------ SOURCE MATERIAL ------

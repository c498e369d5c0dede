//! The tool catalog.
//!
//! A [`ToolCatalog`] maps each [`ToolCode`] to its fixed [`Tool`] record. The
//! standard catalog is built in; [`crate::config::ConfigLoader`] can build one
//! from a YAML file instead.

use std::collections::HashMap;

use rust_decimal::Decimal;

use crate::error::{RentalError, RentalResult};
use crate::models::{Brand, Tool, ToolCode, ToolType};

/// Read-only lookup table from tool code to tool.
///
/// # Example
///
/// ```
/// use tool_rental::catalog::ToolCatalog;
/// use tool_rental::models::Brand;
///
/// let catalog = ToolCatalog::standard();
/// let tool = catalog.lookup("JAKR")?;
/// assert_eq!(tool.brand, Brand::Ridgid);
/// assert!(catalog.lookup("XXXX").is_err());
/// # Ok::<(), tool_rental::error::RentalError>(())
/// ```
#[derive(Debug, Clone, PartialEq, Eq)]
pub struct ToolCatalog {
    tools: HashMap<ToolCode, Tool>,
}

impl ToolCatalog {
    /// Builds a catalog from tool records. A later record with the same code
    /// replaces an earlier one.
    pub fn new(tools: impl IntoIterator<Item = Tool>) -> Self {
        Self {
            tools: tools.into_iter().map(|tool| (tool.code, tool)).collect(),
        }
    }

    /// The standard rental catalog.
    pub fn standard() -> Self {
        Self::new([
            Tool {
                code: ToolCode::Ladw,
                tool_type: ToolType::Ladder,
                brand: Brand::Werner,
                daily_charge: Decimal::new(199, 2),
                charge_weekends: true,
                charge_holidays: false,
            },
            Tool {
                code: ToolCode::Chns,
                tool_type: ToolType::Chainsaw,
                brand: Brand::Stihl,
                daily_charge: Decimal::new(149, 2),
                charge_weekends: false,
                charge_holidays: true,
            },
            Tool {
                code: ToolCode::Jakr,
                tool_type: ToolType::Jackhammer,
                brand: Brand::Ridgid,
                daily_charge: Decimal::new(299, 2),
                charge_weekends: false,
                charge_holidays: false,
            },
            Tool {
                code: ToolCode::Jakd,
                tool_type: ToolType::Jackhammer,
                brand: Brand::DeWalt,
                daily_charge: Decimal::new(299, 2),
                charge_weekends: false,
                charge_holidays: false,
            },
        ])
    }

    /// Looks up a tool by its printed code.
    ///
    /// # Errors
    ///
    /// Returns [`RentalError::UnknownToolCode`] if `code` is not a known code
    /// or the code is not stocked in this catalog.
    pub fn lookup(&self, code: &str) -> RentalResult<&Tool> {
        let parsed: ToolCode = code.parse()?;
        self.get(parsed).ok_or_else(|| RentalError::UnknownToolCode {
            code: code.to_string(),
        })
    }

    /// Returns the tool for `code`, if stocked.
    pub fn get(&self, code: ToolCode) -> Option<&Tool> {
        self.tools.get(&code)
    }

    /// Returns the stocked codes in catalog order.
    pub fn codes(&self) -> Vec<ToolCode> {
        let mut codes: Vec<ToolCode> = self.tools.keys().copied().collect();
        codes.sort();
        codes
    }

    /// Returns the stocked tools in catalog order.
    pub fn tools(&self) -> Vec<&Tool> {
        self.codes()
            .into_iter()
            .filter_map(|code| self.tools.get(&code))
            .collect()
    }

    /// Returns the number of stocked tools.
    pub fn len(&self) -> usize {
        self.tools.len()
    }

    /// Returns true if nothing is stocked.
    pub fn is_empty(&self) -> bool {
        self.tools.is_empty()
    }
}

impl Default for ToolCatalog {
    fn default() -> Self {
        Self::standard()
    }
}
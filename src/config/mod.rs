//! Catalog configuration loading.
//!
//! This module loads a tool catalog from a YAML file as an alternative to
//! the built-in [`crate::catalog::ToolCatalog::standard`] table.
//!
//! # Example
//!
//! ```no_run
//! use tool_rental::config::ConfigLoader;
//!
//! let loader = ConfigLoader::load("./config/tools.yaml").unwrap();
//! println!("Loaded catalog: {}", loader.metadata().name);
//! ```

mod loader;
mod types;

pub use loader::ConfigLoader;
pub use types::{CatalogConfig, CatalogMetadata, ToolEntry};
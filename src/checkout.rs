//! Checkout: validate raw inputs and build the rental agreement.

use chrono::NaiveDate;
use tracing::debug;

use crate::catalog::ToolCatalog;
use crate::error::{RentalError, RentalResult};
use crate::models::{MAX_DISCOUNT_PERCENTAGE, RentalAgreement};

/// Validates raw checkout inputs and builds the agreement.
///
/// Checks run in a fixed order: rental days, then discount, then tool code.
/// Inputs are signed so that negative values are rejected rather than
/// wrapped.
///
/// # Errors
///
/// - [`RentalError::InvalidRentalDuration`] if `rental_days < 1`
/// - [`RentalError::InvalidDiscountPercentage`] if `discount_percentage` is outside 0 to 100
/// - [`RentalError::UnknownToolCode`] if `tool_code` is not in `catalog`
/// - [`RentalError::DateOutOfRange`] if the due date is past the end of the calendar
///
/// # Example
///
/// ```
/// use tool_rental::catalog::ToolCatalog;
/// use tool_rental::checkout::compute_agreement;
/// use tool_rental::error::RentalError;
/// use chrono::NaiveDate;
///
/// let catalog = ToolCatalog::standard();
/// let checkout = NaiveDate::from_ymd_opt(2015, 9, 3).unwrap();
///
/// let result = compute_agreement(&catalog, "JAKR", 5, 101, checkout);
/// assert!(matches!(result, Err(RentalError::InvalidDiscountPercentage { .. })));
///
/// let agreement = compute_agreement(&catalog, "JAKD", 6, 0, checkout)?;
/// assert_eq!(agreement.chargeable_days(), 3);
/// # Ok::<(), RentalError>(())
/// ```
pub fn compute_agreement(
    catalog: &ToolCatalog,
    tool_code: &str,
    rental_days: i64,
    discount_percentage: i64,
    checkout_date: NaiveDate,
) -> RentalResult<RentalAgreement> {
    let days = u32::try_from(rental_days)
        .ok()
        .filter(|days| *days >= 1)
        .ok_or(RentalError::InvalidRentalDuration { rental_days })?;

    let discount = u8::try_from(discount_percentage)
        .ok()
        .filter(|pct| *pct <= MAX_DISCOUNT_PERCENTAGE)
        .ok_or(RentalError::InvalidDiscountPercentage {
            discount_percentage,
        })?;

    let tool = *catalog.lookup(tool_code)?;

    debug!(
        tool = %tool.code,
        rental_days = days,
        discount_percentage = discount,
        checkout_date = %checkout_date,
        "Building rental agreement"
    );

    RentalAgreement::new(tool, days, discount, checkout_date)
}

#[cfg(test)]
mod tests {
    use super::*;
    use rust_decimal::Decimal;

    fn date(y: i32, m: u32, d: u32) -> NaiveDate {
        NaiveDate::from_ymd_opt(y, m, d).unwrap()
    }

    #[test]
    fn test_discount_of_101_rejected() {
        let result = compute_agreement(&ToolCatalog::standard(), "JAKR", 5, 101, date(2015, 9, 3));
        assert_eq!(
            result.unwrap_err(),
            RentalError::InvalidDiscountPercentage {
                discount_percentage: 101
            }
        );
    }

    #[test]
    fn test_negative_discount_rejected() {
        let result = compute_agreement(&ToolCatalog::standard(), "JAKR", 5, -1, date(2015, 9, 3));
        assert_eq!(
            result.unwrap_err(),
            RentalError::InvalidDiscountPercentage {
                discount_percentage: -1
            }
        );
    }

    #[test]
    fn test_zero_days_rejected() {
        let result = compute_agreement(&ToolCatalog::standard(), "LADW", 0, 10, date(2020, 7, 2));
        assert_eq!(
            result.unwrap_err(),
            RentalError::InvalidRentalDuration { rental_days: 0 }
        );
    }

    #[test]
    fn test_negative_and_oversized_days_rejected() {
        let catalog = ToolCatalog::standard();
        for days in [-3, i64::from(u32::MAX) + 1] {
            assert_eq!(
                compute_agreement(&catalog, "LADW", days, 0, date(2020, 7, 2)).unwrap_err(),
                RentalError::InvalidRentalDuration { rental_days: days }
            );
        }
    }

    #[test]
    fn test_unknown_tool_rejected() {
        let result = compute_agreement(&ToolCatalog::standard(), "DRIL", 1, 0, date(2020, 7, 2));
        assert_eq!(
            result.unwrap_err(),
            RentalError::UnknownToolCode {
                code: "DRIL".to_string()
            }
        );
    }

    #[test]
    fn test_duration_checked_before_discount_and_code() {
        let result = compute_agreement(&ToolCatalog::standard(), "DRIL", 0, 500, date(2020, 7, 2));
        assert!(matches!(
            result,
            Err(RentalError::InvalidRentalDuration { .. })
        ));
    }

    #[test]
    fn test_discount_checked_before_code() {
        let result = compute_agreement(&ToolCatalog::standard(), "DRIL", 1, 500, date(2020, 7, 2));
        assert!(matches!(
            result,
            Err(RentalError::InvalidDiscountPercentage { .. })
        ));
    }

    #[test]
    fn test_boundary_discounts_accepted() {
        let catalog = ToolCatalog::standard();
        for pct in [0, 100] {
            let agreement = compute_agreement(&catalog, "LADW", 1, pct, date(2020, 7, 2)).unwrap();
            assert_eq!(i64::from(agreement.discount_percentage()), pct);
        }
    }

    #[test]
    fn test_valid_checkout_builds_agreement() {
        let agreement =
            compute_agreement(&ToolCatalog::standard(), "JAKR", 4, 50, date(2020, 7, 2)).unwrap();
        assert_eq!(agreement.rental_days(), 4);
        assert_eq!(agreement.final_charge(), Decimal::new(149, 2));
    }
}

------

▶ [YOUR INSTRUCTIONS]
Report the number of lines in the listing that include the string "InvalidDiscountPercentage"; give nothing but the number.

▶ [RESPONSE TO THE EXERCISE]
6